In a nation increasingly ripped apart by political hatred, dysfunctional families and toxic ideologies, Americans are desperately in need of an antidote.
From a perhaps unlikely place, here comes some fantastic medicine for what is ailing America. It’s “The Antidote: Healing America From the Poison of Hate, Blame and Victimhood” by Jesse Lee Peterson.
Consider what nationally syndicated radio talk-show host Dennis Prager says about Peterson in his introduction to “The Antidote.”
“In the thirty-three years I have been broadcasting, I have interviewed probably a thousand authors. I have interviewed virtually every major thinker who speaks English. Yet, a full hour that I interviewed Jesse Peterson stands out as one of the most significant hours I ever broadcast. It was mesmerizing radio. …
“There are many admirable traits that a good person may possess – honesty, integrity, compassion, among others – but there is one trait that very few good people have. That trait is courage. … Jesse is fearless. Or to be more accurate, he does not allow fear to govern his behavior or speech. I have no idea whether or not he has fears. I only know that fear plays no role in his work.
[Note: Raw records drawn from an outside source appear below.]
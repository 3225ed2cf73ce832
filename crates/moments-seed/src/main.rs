//! Fills a database with random moments around a centre point for local
//! testing. One RNG, seeded once from `MOMENTS_SEED`, drives every draw so a
//! given seed always produces the same data set.

mod generate;

use std::path::PathBuf;

use anyhow::Context;
use chrono::Utc;
use rand::SeedableRng;
use rand::rngs::StdRng;
use tracing::info;

use moments_db::Database;
use moments_types::models::Location;

use crate::generate::Generator;

fn main() -> anyhow::Result<()> {
    let _ = dotenvy::dotenv();

    tracing_subscriber::fmt()
        .with_env_filter(
            tracing_subscriber::EnvFilter::try_from_default_env()
                .unwrap_or_else(|_| "moments=info".into()),
        )
        .init();

    let db_path: PathBuf = var_or("MOMENTS_DB_PATH", "moments.db").into();
    let media_dir = var_or("MOMENTS_MEDIA_DIR", "./media");
    let count: usize = var_or("MOMENTS_SEED_COUNT", "50")
        .parse()
        .context("MOMENTS_SEED_COUNT must be a number")?;
    let seed: u64 = var_or("MOMENTS_SEED", "42")
        .parse()
        .context("MOMENTS_SEED must be a number")?;
    let center = parse_center(
        &var_or("MOMENTS_SEED_LAT", "43.0"),
        &var_or("MOMENTS_SEED_LON", "-87.9"),
    )?;

    let db = Database::open(&db_path)?;
    let mut generator = Generator::new(StdRng::seed_from_u64(seed), media_dir, center, Utc::now());
    let ids = generator.fill(&db, count)?;

    info!("Seeded {} moments into {}", ids.len(), db_path.display());
    Ok(())
}

fn parse_center(lat: &str, lon: &str) -> anyhow::Result<Location> {
    let lat: f64 = lat.parse().context("MOMENTS_SEED_LAT must be a number")?;
    let lon: f64 = lon.parse().context("MOMENTS_SEED_LON must be a number")?;
    Ok(Location::new(lat, lon)?)
}

fn var_or(key: &str, default: &str) -> String {
    std::env::var(key).unwrap_or_else(|_| default.into())
}

#[cfg(test)]
mod tests {
    use super::*;

    #[test]
    fn test_center_errors_name_the_variable() {
        let err = parse_center("north", "-87.9").unwrap_err();
        assert!(err.to_string().contains("MOMENTS_SEED_LAT"));

        let err = parse_center("43.0", "").unwrap_err();
        assert!(err.to_string().contains("MOMENTS_SEED_LON"));

        let center = parse_center("43.0", "-87.9").unwrap();
        assert_eq!(center.latitude(), 43.0);
        assert!(parse_center("43.0", "91.0").is_err());
    }
}
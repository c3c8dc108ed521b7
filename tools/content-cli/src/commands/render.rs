//! Page rendering.

use anyhow::{Context as _, Result};
use content_client::ContentClient;
use content_queries::error::checked_quantity;
use content_queries::MAX_BLOG_POSTS;
use storefront_pages::{document, BlogIndexPage, DealsPage, HomePage, HtmlPresentation};

use super::{PageKind, RenderArgs};
use crate::context::Context;

/// Run the render command.
pub async fn run(args: RenderArgs, ctx: &Context) -> Result<()> {
    let quantity = checked_quantity(args.quantity, MAX_BLOG_POSTS)?;
    let client = ctx.client()?;
    let presentation =
        HtmlPresentation::new().with_currency_symbol(&ctx.config.storefront.currency_symbol);

    let spinner = ctx.output.spinner("Rendering page...");
    let rendered = render_page(&*client, args.page, quantity, &presentation).await;
    spinner.finish_and_clear();
    let (title, body) = rendered?;

    let html = if args.fragment {
        body
    } else {
        document(title, &body)
    };

    match args.output {
        Some(path) => {
            let path = ctx.resolve_path(&path);
            std::fs::write(&path, &html)
                .with_context(|| format!("Failed to write {}", path.display()))?;
            ctx.output.success(&format!("Wrote {}", path.display()));
        }
        None => println!("{}", html),
    }
    Ok(())
}

/// Load a page and render its body. Returns the document title and the body.
pub async fn render_page<C>(
    client: &C,
    page: PageKind,
    quantity: u32,
    presentation: &HtmlPresentation,
) -> Result<(&'static str, String)>
where
    C: ContentClient + ?Sized,
{
    let rendered = match page {
        PageKind::Home => ("Home", HomePage::load(client).await?.render(presentation)),
        PageKind::Deals => (
            DealsPage::TITLE,
            DealsPage::load(client).await?.render(presentation),
        ),
        PageKind::Blog => (
            BlogIndexPage::TITLE,
            BlogIndexPage::load(client, quantity)
                .await?
                .render(presentation),
        ),
    };
    Ok(rendered)
}

#[cfg(test)]
mod tests {
    use super::*;
    use content_client::MemoryContentClient;
    use serde_json::json;

    fn store() -> MemoryContentClient {
        MemoryContentClient::with_documents(vec![
            json!({ "_id": "v1", "_type": "productVariant", "title": "Gadgets", "value": "gadgets", "order": 1 }),
            json!({ "_id": "p1", "_type": "product", "name": "Kettle", "price": 30, "status": "hot" }),
            json!({
                "_id": "b1", "_type": "blog", "title": "Hello",
                "slug": { "current": "hello" }, "publishedAt": "2024-01-01T00:00:00Z"
            }),
        ])
    }

    #[tokio::test]
    async fn test_render_deals() {
        let client = store();
        let presentation = HtmlPresentation::new().with_currency_symbol("£");
        let (title, body) = render_page(&client, PageKind::Deals, 0, &presentation)
            .await
            .unwrap();
        assert_eq!(title, "Hot Deals of the Week");
        assert!(body.contains("Kettle"));
        assert!(body.contains("£30.00"));
    }

    #[tokio::test]
    async fn test_render_home_and_blog() {
        let client = store();
        let presentation = HtmlPresentation::new();

        let (_, home) = render_page(&client, PageKind::Home, 0, &presentation)
            .await
            .unwrap();
        assert!(home.contains("Gadgets"));
        assert!(home.contains(r#"href="/blog/hello""#));

        let (title, blog) = render_page(&client, PageKind::Blog, 0, &presentation)
            .await
            .unwrap();
        assert_eq!(title, "Our Blog");
        assert!(!blog.contains("Hello"));
    }

    #[tokio::test]
    async fn test_render_surfaces_fetch_errors() {
        let client = store();
        client.fail_with(content_client::ContentError::Config("offline".into()));
        let result = render_page(&client, PageKind::Home, 0, &HtmlPresentation::new()).await;
        assert!(result.is_err());
    }
}
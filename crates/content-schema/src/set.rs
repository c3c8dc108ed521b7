//! Registered schema types.

use serde_json::Value;

use crate::validate::{validate_fields, ValidationIssue};
use crate::{FieldType, SchemaError, SchemaKind, SchemaType};

/// Built-in type names that need no registration.
const BUILTIN_TYPES: &[&str] = &["sanity.imageAsset", "sanity.fileAsset", "block"];

/// The set of types registered with the studio.
#[derive(Debug, Clone, Default)]
pub struct SchemaSet {
    types: Vec<SchemaType>,
}

impl SchemaSet {
    /// Create an empty set.
    pub fn new() -> Self {
        Self::default()
    }

    /// Build a set from types and check their cross-references.
    pub fn from_types(types: Vec<SchemaType>) -> Result<Self, SchemaError> {
        let mut set = Self::new();
        for ty in types {
            set.register(ty)?;
        }
        set.check()?;
        Ok(set)
    }

    /// Add a type. Names must be unique.
    pub fn register(&mut self, ty: SchemaType) -> Result<(), SchemaError> {
        if self.get(&ty.name).is_some() {
            return Err(SchemaError::DuplicateType(ty.name));
        }
        let mut seen = std::collections::HashSet::new();
        for field in &ty.fields {
            if !seen.insert(field.name.as_str()) {
                return Err(SchemaError::InvalidDefinition {
                    type_name: ty.name.clone(),
                    reason: format!("duplicate field {}", field.name),
                });
            }
        }
        self.types.push(ty);
        Ok(())
    }

    /// Look up a type by name.
    pub fn get(&self, name: &str) -> Option<&SchemaType> {
        self.types.iter().find(|t| t.name == name)
    }

    /// Registered types in registration order.
    pub fn types(&self) -> &[SchemaType] {
        &self.types
    }

    /// Registered type names.
    pub fn names(&self) -> Vec<&str> {
        self.types.iter().map(|t| t.name.as_str()).collect()
    }

    /// Document types only.
    pub fn documents(&self) -> impl Iterator<Item = &SchemaType> {
        self.types.iter().filter(|t| t.kind == SchemaKind::Document)
    }

    /// Check every referenced type is registered. References must point at
    /// documents; embedded objects must name object types.
    pub fn check(&self) -> Result<(), SchemaError> {
        for ty in &self.types {
            for field in &ty.fields {
                let owner = format!("{}.{}", ty.name, field.name);
                self.check_field_type(&field.field_type, &owner)?;
            }
        }
        Ok(())
    }

    fn check_field_type(&self, field_type: &FieldType, owner: &str) -> Result<(), SchemaError> {
        match field_type {
            FieldType::Reference { to } => {
                for target in to {
                    match self.get(target) {
                        Some(t) if t.kind == SchemaKind::Document => {}
                        _ if BUILTIN_TYPES.contains(&target.as_str()) => {}
                        _ => {
                            return Err(SchemaError::UnknownType {
                                name: target.clone(),
                                referenced_by: owner.to_string(),
                            })
                        }
                    }
                }
            }
            FieldType::Object(name) => match self.get(name) {
                Some(t) if t.kind == SchemaKind::Object => {}
                _ => {
                    return Err(SchemaError::UnknownType {
                        name: name.clone(),
                        referenced_by: owner.to_string(),
                    })
                }
            },
            FieldType::Array { of } => {
                if of.is_empty() {
                    return Err(SchemaError::InvalidDefinition {
                        type_name: owner.to_string(),
                        reason: "array has no member types".to_string(),
                    });
                }
                for member in of {
                    self.check_field_type(member, owner)?;
                }
            }
            _ => {}
        }
        Ok(())
    }

    /// Studio JSON: an array of type definitions.
    pub fn to_studio_json(&self) -> Value {
        Value::Array(self.types.iter().map(SchemaType::to_studio_json).collect())
    }

    /// Validate a document against the type named by its `_type`.
    pub fn validate_document(&self, document: &Value) -> Result<Vec<ValidationIssue>, SchemaError> {
        let type_name = document
            .get("_type")
            .and_then(Value::as_str)
            .ok_or(SchemaError::MissingDocumentType)?;
        self.validate_value(type_name, document)
    }

    /// Validate a value against a named type and return every violation.
    pub fn validate_value(&self, type_name: &str, value: &Value) -> Result<Vec<ValidationIssue>, SchemaError> {
        let ty = self
            .get(type_name)
            .ok_or_else(|| SchemaError::NotFound(type_name.to_string()))?;

        let mut issues = Vec::new();
        match value.as_object() {
            Some(object) => validate_fields(self, &ty.fields, object, "", &mut issues),
            None => issues.push(ValidationIssue {
                path: String::new(),
                message: format!("{} must be an object", type_name),
            }),
        }
        Ok(issues)
    }
}

#[cfg(test)]
mod tests {
    use super::*;
    use crate::FieldDefinition;
    use serde_json::json;

    fn small_set() -> SchemaSet {
        SchemaSet::from_types(vec![
            SchemaType::document("product")
                .field(FieldDefinition::new("name", FieldType::String).required()),
            SchemaType::object("line")
                .field(FieldDefinition::new("product", FieldType::reference("product")).required()),
            SchemaType::document("cart").field(FieldDefinition::new(
                "lines",
                FieldType::array_of(FieldType::Object("line".into())),
            )),
        ])
        .unwrap()
    }

    #[test]
    fn test_duplicate_type() {
        let mut set = small_set();
        let err = set.register(SchemaType::document("product")).unwrap_err();
        assert_eq!(err, SchemaError::DuplicateType("product".into()));
    }

    #[test]
    fn test_duplicate_field() {
        let mut set = SchemaSet::new();
        let ty = SchemaType::document("x")
            .field(FieldDefinition::new("a", FieldType::String))
            .field(FieldDefinition::new("a", FieldType::Number));
        assert!(matches!(set.register(ty), Err(SchemaError::InvalidDefinition { .. })));
    }

    #[test]
    fn test_unknown_reference_target() {
        let err = SchemaSet::from_types(vec![SchemaType::object("line").field(
            FieldDefinition::new("product", FieldType::reference("product")),
        )])
        .unwrap_err();
        assert_eq!(
            err,
            SchemaError::UnknownType {
                name: "product".into(),
                referenced_by: "line.product".into(),
            }
        );
    }

    #[test]
    fn test_reference_to_object_type_rejected() {
        let err = SchemaSet::from_types(vec![
            SchemaType::object("line"),
            SchemaType::document("cart").field(FieldDefinition::new("l", FieldType::reference("line"))),
        ])
        .unwrap_err();
        assert!(matches!(err, SchemaError::UnknownType { .. }));
    }

    #[test]
    fn test_nested_issue_paths() {
        let set = small_set();
        let issues = set
            .validate_document(&json!({
                "_type": "cart",
                "lines": [{ "product": { "_ref": "p1" } }, { "_type": "line" }]
            }))
            .unwrap();
        assert_eq!(issues.len(), 1);
        assert_eq!(issues[0].path, "lines[1].product");
    }

    #[test]
    fn test_missing_type() {
        let set = small_set();
        assert_eq!(
            set.validate_document(&json!({ "name": "x" })).unwrap_err(),
            SchemaError::MissingDocumentType
        );
        assert!(matches!(
            set.validate_document(&json!({ "_type": "nope" })),
            Err(SchemaError::NotFound(_))
        ));
    }

    #[test]
    fn test_export_is_array_in_order() {
        let json = small_set().to_studio_json();
        let names: Vec<&str> = json
            .as_array()
            .unwrap()
            .iter()
            .map(|t| t["name"].as_str().unwrap())
            .collect();
        assert_eq!(names, vec!["product", "line", "cart"]);
    }
}
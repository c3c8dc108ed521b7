//! Retry policies for outbound requests.

use std::time::Duration;

use crate::{FetchError, HttpTransport, RequestBuilder, Response, TimeoutConfig};

/// Backoff strategy between retry attempts.
#[derive(Debug, Clone, PartialEq, Eq)]
pub enum BackoffStrategy {
    /// No delay between retries.
    None,
    /// Fixed delay between retries.
    Fixed(Duration),
    /// Exponential backoff with base and max.
    Exponential {
        /// Initial delay.
        base: Duration,
        /// Maximum delay.
        max: Duration,
    },
}

impl BackoffStrategy {
    /// Calculate delay for a given attempt number (0-indexed).
    pub fn delay_for_attempt(&self, attempt: u32) -> Duration {
        match self {
            Self::None => Duration::ZERO,
            Self::Fixed(d) => *d,
            Self::Exponential { base, max } => {
                let multiplier = 2u64.saturating_pow(attempt);
                let delay =
                    Duration::from_millis((base.as_millis() as u64).saturating_mul(multiplier));
                std::cmp::min(delay, *max)
            }
        }
    }

    /// The longest delay this strategy produces.
    pub fn ceiling(&self) -> Duration {
        match self {
            Self::None => Duration::ZERO,
            Self::Fixed(d) => *d,
            Self::Exponential { max, .. } => *max,
        }
    }
}

impl Default for BackoffStrategy {
    fn default() -> Self {
        Self::Exponential {
            base: Duration::from_millis(100),
            max: Duration::from_secs(2),
        }
    }
}

/// Conditions that trigger a retry.
#[derive(Debug, Clone, Copy, PartialEq, Eq)]
pub enum RetryCondition {
    /// Retry on specific HTTP status code.
    StatusCode(u16),
    /// Retry on any 5xx status.
    ServerError,
    /// Retry on timeout.
    Timeout,
    /// Retry on connection error.
    ConnectionError,
}

impl RetryCondition {
    /// Check if a status code matches this condition.
    pub fn matches_status(&self, status: u16) -> bool {
        match self {
            Self::StatusCode(code) => status == *code,
            Self::ServerError => (500..600).contains(&status),
            _ => false,
        }
    }

    /// Check if a transport error matches this condition.
    pub fn matches_error(&self, error: &FetchError) -> bool {
        match (self, error) {
            (Self::Timeout, FetchError::Timeout(_)) => true,
            (Self::ConnectionError, FetchError::Connection(_)) => true,
            (_, FetchError::HttpError { status, .. }) => self.matches_status(*status),
            _ => false,
        }
    }
}

/// Retry policy configuration.
#[derive(Debug, Clone, PartialEq, Eq)]
pub struct RetryPolicy {
    /// Maximum number of retry attempts (not counting the first try).
    pub max_attempts: u32,
    /// Backoff strategy.
    pub backoff: BackoffStrategy,
    /// Conditions that trigger retry.
    pub retry_on: Vec<RetryCondition>,
}

impl RetryPolicy {
    /// Create a new retry policy.
    pub fn new(max_attempts: u32) -> Self {
        Self {
            max_attempts,
            backoff: BackoffStrategy::default(),
            retry_on: vec![
                RetryCondition::ServerError,
                RetryCondition::StatusCode(429),
                RetryCondition::Timeout,
                RetryCondition::ConnectionError,
            ],
        }
    }

    /// Create a policy with no retries.
    pub fn none() -> Self {
        Self {
            max_attempts: 0,
            backoff: BackoffStrategy::None,
            retry_on: Vec::new(),
        }
    }

    /// Set backoff strategy.
    pub fn with_backoff(mut self, strategy: BackoffStrategy) -> Self {
        self.backoff = strategy;
        self
    }

    /// Set retry conditions.
    pub fn with_conditions(mut self, conditions: Vec<RetryCondition>) -> Self {
        self.retry_on = conditions;
        self
    }

    /// Check if should retry based on status code.
    pub fn should_retry_status(&self, status: u16, attempt: u32) -> bool {
        if attempt >= self.max_attempts {
            return false;
        }
        self.retry_on.iter().any(|c| c.matches_status(status))
    }

    /// Check if should retry after a transport error.
    pub fn should_retry_error(&self, error: &FetchError, attempt: u32) -> bool {
        if attempt >= self.max_attempts {
            return false;
        }
        self.retry_on.iter().any(|c| c.matches_error(error))
    }
}

impl Default for RetryPolicy {
    fn default() -> Self {
        Self::new(1)
    }
}

/// Send a request, applying the timeout to each attempt and retrying per policy.
///
/// Non-idempotent methods are sent once regardless of the policy. A response
/// with a non-retryable status is returned as-is; callers decide how to treat it.
pub async fn execute<T>(
    transport: &T,
    request: RequestBuilder,
    policy: &RetryPolicy,
    timeout: &TimeoutConfig,
) -> Result<Response, FetchError>
where
    T: HttpTransport + ?Sized,
{
    let max_attempts = if request.method().is_idempotent() {
        policy.max_attempts
    } else {
        0
    };
    let mut attempt = 0;

    loop {
        let outcome = match tokio::time::timeout(timeout.total, transport.send(request.clone()))
            .await
        {
            Ok(result) => result,
            Err(_) => Err(FetchError::Timeout(timeout.total)),
        };

        let retry = attempt < max_attempts
            && match &outcome {
                Ok(resp) => policy.should_retry_status(resp.status, attempt),
                Err(e) => policy.should_retry_error(e, attempt),
            };

        if !retry {
            return outcome;
        }

        let delay = retry_delay(&outcome, policy, timeout, attempt);

        tracing::warn!(
            url = request.url(),
            attempt = attempt + 1,
            delay_ms = delay.as_millis() as u64,
            outcome = %describe(&outcome),
            "retrying request"
        );

        tokio::time::sleep(delay).await;
        attempt += 1;
    }
}

/// Delay before the next attempt. A `Retry-After` hint is honored up to the
/// larger of the backoff ceiling and the per-attempt timeout.
fn retry_delay(
    outcome: &Result<Response, FetchError>,
    policy: &RetryPolicy,
    timeout: &TimeoutConfig,
    attempt: u32,
) -> Duration {
    let backoff = policy.backoff.delay_for_attempt(attempt);
    match outcome {
        Ok(resp) => match resp.retry_after_secs() {
            Some(secs) => {
                let cap = std::cmp::max(policy.backoff.ceiling(), timeout.total);
                std::cmp::min(Duration::from_secs(secs), cap)
            }
            None => backoff,
        },
        Err(_) => backoff,
    }
}

fn describe(outcome: &Result<Response, FetchError>) -> String {
    match outcome {
        Ok(resp) => format!("status {}", resp.status),
        Err(e) => e.to_string(),
    }
}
He answers to God and his conscience.”
Indeed, Jesse Lee Peterson is considered by many to be the most courageous, outspoken critic of the “civil rights” establishment in America today.
For the better part of a century, says Peterson, black people have labored under the spell of the progressive left – the race hustlers, media hacks, politicians, community organizers and the like – who promise to “fundamentally transform” America.
However, the transformation they promise, while resulting in unearned benefits like welfare, food stamps, subsidized housing, payouts from lawsuits, and maybe one day even reparations, forces recipients to sacrifice something of infinitely greater value: the sanctity of the two-parent family. It is a devil’s bargain.
To make this experiment work, the left has created an ungodly and unhealthy environment, one in which the white population is made to feel guilty and the black population made to feel angry. The pattern is simple: Children – black or white – when deprived of fathers, grow up angry at their parents and the world.
White children direct their anger in a thousand different directions. Black children channel theirs, for the most part, in a single destructive direction – toward white people. The progressive left encourages them to do this, enables them and rewards them. After all, this anger fuels the system that keeps them in power.
As bleak as this all sounds, an antidote exists – one that saved Peterson’s own life, that of his son, and those of countless young men who have been counseled at Peterson’s famed Los Angeles-based organization, BOND (Brotherhood Organization of a New Destiny).
The perverse genius of the left, Peterson explains in “The Antidote,” has been its ability to capture black anger and project it outward toward anyone, black or white, who resists the Democratic agenda. By encouraging a resentful dependency, the left has instituted a new kind of slavery in the black community as emotionally shackling as the physical slavery that first brought Africans to America.
Peterson knows this story from the inside as few other people do. Born on an Alabama plantation, he was abandoned by his father before he was born. After high school, Peterson moved to Los Angeles and for the next 20 years moved purposelessly through life, channeling his internal anger outward toward white people and America in general.
After a spiritual transformation, Peterson founded BOND, a nationally recognized nonprofit dedicated to “Rebuilding the Family by Rebuilding the Man.” Peterson is also the founder of The BOND Leadership Academy, a private school in Los Angeles. He’s a radio talk show host, speaker and the author of “SCAM: How the Black Leadership Exploits Black America” and “From Rage to Responsibility.” Peterson writes a weekly column for WND.com and appears as a media commentator on Fox News Channel, CNN and other national TV and radio networks.
Providentially, Peterson has discovered the “antidote” to that which ailed him and which still troubles black America – an indeed, troubles the rest of America. In the mission he has undertaken ever since, and in this hopeful book, Peterson shares what he learned on his personal road to Damascus.